Isradipine prevents rotenone-induced intracellular calcium rise that accelerates senescence in human neuroblastoma SH-SY5Y cells.

Previous research demonstrated that rotenone (RT) induces neuronal injury partially by increasing intracellular Ca(2+) concentrations ([Ca(2+)]i), and inducing oxidative stress, leading to a neurodegenerative disorder. However, the mechanism of RT-induced injury remains elusive. Recent work revealed that Ca(2+) signaling is important for RT-induced senescence in human neuroblastoma SH-SY5Y cells.
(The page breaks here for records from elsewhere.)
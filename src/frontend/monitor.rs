use super::dom::{self, WindowListener};
use crate::telemetry::{log_event, page_load_millis};
use gloo_timers::callback::Timeout;
use js_sys::Reflect;
use log::Level;
use wasm_bindgen::{JsCast, JsValue};
use web_sys::{console, window, ErrorEvent, Event};

const WELCOME_LINES: [(&str, &str); 3] = [
    (
        "%c👋 Welcome to Muhammad's Portfolio!",
        "color: #667eea; font-size: 20px; font-weight: bold;",
    ),
    (
        "%c🚀 Built with Rust and WebAssembly",
        "color: #764ba2; font-size: 14px;",
    ),
    (
        "%c💼 Looking to collaborate? Get in touch!",
        "color: #f093fb; font-size: 14px;",
    ),
];

fn report_page_load() {
    let Some(timing) = window()
        .and_then(|w| w.performance())
        .map(|performance| performance.timing())
    else {
        return;
    };

    if let Some(duration_ms) = page_load_millis(timing.navigation_start(), timing.load_event_end())
    {
        log_event(
            Level::Info,
            "page_loaded",
            serde_json::json!({ "duration_ms": duration_ms }),
        );
    }
}

/// `loadEventEnd` is only filled in after the load handlers return, so the
/// read is deferred by one tick.
pub fn attach_page_load_timing() {
    let already_loaded = dom::document()
        .and_then(|d| Reflect::get(&d, &JsValue::from_str("readyState")).ok())
        .and_then(|state| state.as_string())
        .is_some_and(|state| state == "complete");

    if already_loaded {
        Timeout::new(0, report_page_load).forget();
        return;
    }

    if let Some(listener) = WindowListener::new("load", |_: Event| {
        Timeout::new(0, report_page_load).forget();
    }) {
        listener.forget();
    }
}

pub fn attach_connectivity_logging() {
    let online = WindowListener::new("online", |_: Event| {
        log_event(Level::Info, "connectivity", serde_json::json!({ "online": true }));
    });
    let offline = WindowListener::new("offline", |_: Event| {
        log_event(Level::Warn, "connectivity", serde_json::json!({ "online": false }));
    });

    for listener in [online, offline].into_iter().flatten() {
        listener.forget();
    }
}

pub fn attach_error_logging() {
    let listener = WindowListener::new("error", |event: Event| {
        let message = event
            .dyn_ref::<ErrorEvent>()
            .map(ErrorEvent::message)
            .unwrap_or_else(|| "unknown error".to_string());

        log_event(
            Level::Error,
            "uncaught_error",
            serde_json::json!({ "message": message }),
        );
    });

    if let Some(listener) = listener {
        listener.forget();
    }
}

pub fn print_welcome_banner() {
    for (text, style) in WELCOME_LINES {
        console::log_2(&JsValue::from_str(text), &JsValue::from_str(style));
    }
}
use crate::toast::{Toast, ToastKind, ToastQueue, TOAST_EXIT_MS, TOAST_VISIBLE_MS};
use gloo_timers::callback::Timeout;
use std::cell::RefCell;
use std::rc::Rc;
use yew::prelude::*;

enum ToastAction {
    Show(Toast),
    BeginExit(u64),
    Remove(u64),
}

#[derive(Default, PartialEq)]
struct ToastState {
    queue: ToastQueue,
}

impl Reducible for ToastState {
    type Action = ToastAction;

    fn reduce(self: Rc<Self>, action: Self::Action) -> Rc<Self> {
        let mut queue = self.queue.clone();

        match action {
            ToastAction::Show(toast) => queue.insert(toast),
            ToastAction::BeginExit(id) => {
                queue.begin_exit(id);
            }
            ToastAction::Remove(id) => {
                queue.remove(id);
            }
        }

        Rc::new(Self { queue })
    }
}

/// Banner stack owned by a single form.
#[derive(Clone)]
pub struct UseToasts {
    state: UseReducerHandle<ToastState>,
    next_id: Rc<RefCell<u64>>,
}

impl UseToasts {
    pub fn show(&self, kind: ToastKind, message: impl Into<String>) {
        let id = {
            let mut next_id = self.next_id.borrow_mut();
            *next_id += 1;
            *next_id
        };

        let dispatcher = self.state.dispatcher();
        dispatcher.dispatch(ToastAction::Show(Toast::new(id, kind, message)));

        Timeout::new(TOAST_VISIBLE_MS, move || {
            dispatcher.dispatch(ToastAction::BeginExit(id));
            Timeout::new(TOAST_EXIT_MS, move || {
                dispatcher.dispatch(ToastAction::Remove(id));
            })
            .forget();
        })
        .forget();
    }

    pub fn view(&self) -> Html {
        let toasts = self.state.queue.toasts().iter().enumerate().map(|(slot, toast)| {
            html! {
                <div
                    key={toast.id.to_string()}
                    class={toast.kind.class_name()}
                    role={toast.kind.role()}
                    style={toast.style(slot)}
                >
                    {toast.message.clone()}
                </div>
            }
        });

        html! {
            <div class="toast-stack" aria-live="polite">
                { for toasts }
            </div>
        }
    }
}

#[hook]
pub fn use_toasts() -> UseToasts {
    let state = use_reducer(ToastState::default);
    let next_id = use_mut_ref(|| 0_u64);

    UseToasts { state, next_id }
}
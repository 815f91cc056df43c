//! Scroll and viewport geometry shared by the page controllers.
//!
//! Everything here takes plain numbers read off the DOM so the thresholds can
//! be checked without a browser.

pub const NAVBAR_SCROLLED_OFFSET: f64 = 50.0;
pub const BACK_TO_TOP_OFFSET: f64 = 300.0;
pub const ACTIVE_SECTION_PROBE: f64 = 100.0;
pub const ANCHOR_HEADER_OFFSET: f64 = 80.0;
pub const SKILL_BAR_STAGGER_MS: u32 = 100;
pub const PARALLAX_SPEED_STEP: f64 = 0.1;
pub const CURSOR_MIN_VIEWPORT_WIDTH: f64 = 768.0;

#[derive(Clone, Debug, PartialEq)]
pub struct SectionBounds {
    pub id: String,
    pub top: f64,
    pub height: f64,
}

impl SectionBounds {
    fn contains(&self, position: f64) -> bool {
        position >= self.top && position < self.top + self.height
    }
}

pub fn navbar_is_scrolled(scroll_y: f64) -> bool {
    scroll_y > NAVBAR_SCROLLED_OFFSET
}

pub fn back_to_top_visible(scroll_y: f64) -> bool {
    scroll_y > BACK_TO_TOP_OFFSET
}

/// Section whose nav link should be highlighted, if any contains the probe
/// point. Later sections win when bounds overlap.
pub fn active_section(scroll_y: f64, sections: &[SectionBounds]) -> Option<&str> {
    let probe = scroll_y + ACTIVE_SECTION_PROBE;

    sections
        .iter()
        .rev()
        .find(|section| section.contains(probe))
        .map(|section| section.id.as_str())
}

pub fn link_target_id(href: &str) -> Option<&str> {
    href.strip_prefix('#').filter(|id| !id.is_empty())
}

pub fn anchor_scroll_top(target_offset_top: f64) -> f64 {
    (target_offset_top - ANCHOR_HEADER_OFFSET).max(0.0)
}

pub fn skills_reveal_reached(
    scroll_y: f64,
    viewport_height: f64,
    section_top: f64,
    section_height: f64,
) -> bool {
    scroll_y + viewport_height > section_top + section_height / 3.0
}

pub fn skill_bar_delay_ms(index: usize) -> u32 {
    u32::try_from(index)
        .unwrap_or(u32::MAX)
        .saturating_mul(SKILL_BAR_STAGGER_MS)
}

pub fn parallax_offset(index: usize, scrolled: f64) -> f64 {
    scrolled * (index as f64 + 1.0) * PARALLAX_SPEED_STEP
}

pub fn cursor_effect_allowed(viewport_width: f64) -> bool {
    viewport_width > CURSOR_MIN_VIEWPORT_WIDTH
}
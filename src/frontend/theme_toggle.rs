use super::dom::{document, local_storage};
use crate::telemetry::log_event;
use crate::theme::{Theme, BODY_TRANSITION, THEME_ATTRIBUTE, THEME_KEY};
use js_sys::{Function, Reflect};
use log::Level;
use wasm_bindgen::{closure::Closure, JsCast, JsValue};
use web_sys::{window, MouseEvent};
use yew::prelude::*;

fn read_stored_theme() -> Theme {
    let stored = local_storage().and_then(|storage| storage.get_item(THEME_KEY).ok().flatten());
    Theme::resolve(stored.as_deref())
}

fn apply_theme(theme: Theme) {
    if let Some(root) = document().and_then(|d| d.document_element()) {
        let _ = root.set_attribute(THEME_ATTRIBUTE, theme.as_str());
    }
}

/// Applies the saved theme even when no toggle is mounted.
pub fn apply_stored_theme() {
    apply_theme(read_stored_theme());
}

fn persist_theme(theme: Theme) {
    if let Some(storage) = local_storage() {
        let _ = storage.set_item(THEME_KEY, theme.as_str());
    }
}

fn enable_body_transition() {
    if let Some(body) = document().and_then(|d| d.body()) {
        let _ = body.style().set_property("transition", BODY_TRANSITION);
    }
}

fn prefers_reduced_motion() -> bool {
    window()
        .and_then(|w| {
            w.match_media("(prefers-reduced-motion: reduce)")
                .ok()
                .flatten()
        })
        .map(|mq| mq.matches())
        .unwrap_or(false)
}

fn apply_theme_with_transition(theme: Theme) {
    if prefers_reduced_motion() {
        apply_theme(theme);
        return;
    }

    let Some(document) = document() else {
        apply_theme(theme);
        return;
    };

    let document_js: JsValue = document.into();
    let Ok(start_view_transition) =
        Reflect::get(&document_js, &JsValue::from_str("startViewTransition"))
    else {
        apply_theme(theme);
        return;
    };

    let Some(start_view_transition) = start_view_transition.dyn_ref::<Function>() else {
        apply_theme(theme);
        return;
    };

    let callback = Closure::once_into_js(move || apply_theme(theme));

    if start_view_transition.call1(&document_js, &callback).is_err() {
        apply_theme(theme);
    }
}

#[function_component(ThemeToggle)]
pub fn theme_toggle() -> Html {
    let theme = use_state(read_stored_theme);

    {
        let current = *theme;
        use_effect_with((), move |_| {
            apply_theme(current);
            || ()
        });
    }

    let onclick = {
        let theme = theme.clone();
        Callback::from(move |_: MouseEvent| {
            let next = (*theme).toggled();
            persist_theme(next);
            enable_body_transition();
            apply_theme_with_transition(next);
            theme.set(next);
            log_event(
                Level::Debug,
                "theme_toggled",
                serde_json::json!({ "theme": next.as_str() }),
            );
        })
    };

    html! {
        <button
            id="themeToggle"
            class="theme-toggle"
            type="button"
            aria-label={(*theme).toggle_label()}
            aria-pressed={(*theme).pressed().to_string()}
            onclick={onclick}
        >
            <i class={(*theme).icon_class()} aria-hidden="true"></i>
        </button>
    }
}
In the present study, we found that in SH-SY5Y cells, RT increased [Ca(2+)]i, senescence associated β-galactosidase activity, aggregation of lipofuscin, production of reactive oxygen species, G1/G0 cell cycle arrest, and activation of p53/p21 signaling proteins. In addition, RT decreased the expression of the signaling proteins for cell proliferation and survival, Cyclin-dependent kinase 2 (CDK2), cyclin D1, and Akt. Pretreatment of SH-SY5Y cells with isradipine, an L-type Ca(2+) channel blocker, or EGTA antagonized these effects of RT. These results suggested that application of isradipine might be a novel approach to prevent RT-induced neurodegenerative disorder such as Parkinson's disease.